ASSIGNMENT: Provide only the number of lines below that hold "exists".

Stored data entries:
===

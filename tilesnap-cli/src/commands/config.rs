//! Configuration management CLI commands.
//!
//! Provides `config init`, `config show` and `config path`.

use clap::Subcommand;
use std::path::Path;
use tilesnap::config::{config_file_path, format_size, ConfigFile};

use crate::error::CliError;
use crate::runner::load_config;

/// Config subcommands.
#[derive(Debug, Subcommand)]
pub enum ConfigCommands {
    /// Write a configuration file with default settings
    Init {
        /// Overwrite an existing file
        #[arg(long)]
        force: bool,
    },

    /// Print the effective settings
    Show,

    /// Show the configuration file path
    Path,
}

/// Run a config subcommand against `path`, or the default location.
pub fn run(command: ConfigCommands, path: Option<&Path>) -> Result<(), CliError> {
    let path = path.map(Path::to_path_buf).unwrap_or_else(config_file_path);
    match command {
        ConfigCommands::Init { force } => run_init(&path, force),
        ConfigCommands::Show => run_show(&path),
        ConfigCommands::Path => run_path(&path),
    }
}

fn run_init(path: &Path, force: bool) -> Result<(), CliError> {
    if path.exists() && !force {
        return Err(CliError::Config(format!(
            "{} already exists. Use --force to overwrite it.",
            path.display()
        )));
    }
    ConfigFile::default().save_to(path)?;
    println!("Wrote default configuration to {}", path.display());
    Ok(())
}

fn run_show(path: &Path) -> Result<(), CliError> {
    let config = load_config(Some(path))?;

    println!("[storage]");
    println!("  directory        = {}", config.storage.directory.display());
    println!("  export_directory = {}", config.storage.export_directory.display());
    if config.storage.default_quota == 0 {
        println!("  default_quota    = (none)");
    } else {
        println!("  default_quota    = {}", format_size(config.storage.default_quota));
    }
    println!("  export_max_size  = {}", format_size(config.storage.export_max_size));
    println!("[download]");
    println!("  url_template     = {}", config.download.url_template);
    println!("  concurrency      = {}", config.download.concurrency);
    println!("  cooldown_ms      = {}", config.download.cooldown_ms);
    println!("  timeout          = {}", config.download.timeout);
    println!("[cache]");
    println!("  tile_entries     = {}", config.cache.tile_entries);
    println!("  chunk_entries    = {}", config.cache.chunk_entries);
    println!("[render]");
    println!("  workers          = {}", config.service_config().workers());
    println!("[server]");
    println!("  port             = {}", config.server.port);
    match config.cache_control_header() {
        Some(header) => println!("  cache_control    = {}", header),
        None => println!("  cache_control    = off"),
    }
    Ok(())
}

fn run_path(path: &Path) -> Result<(), CliError> {
    println!("{}", path.display());
    if !path.exists() {
        println!("(file does not exist, defaults are used)");
    }
    Ok(())
}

===

SOLUTION FOR THIS EXERCISE: 3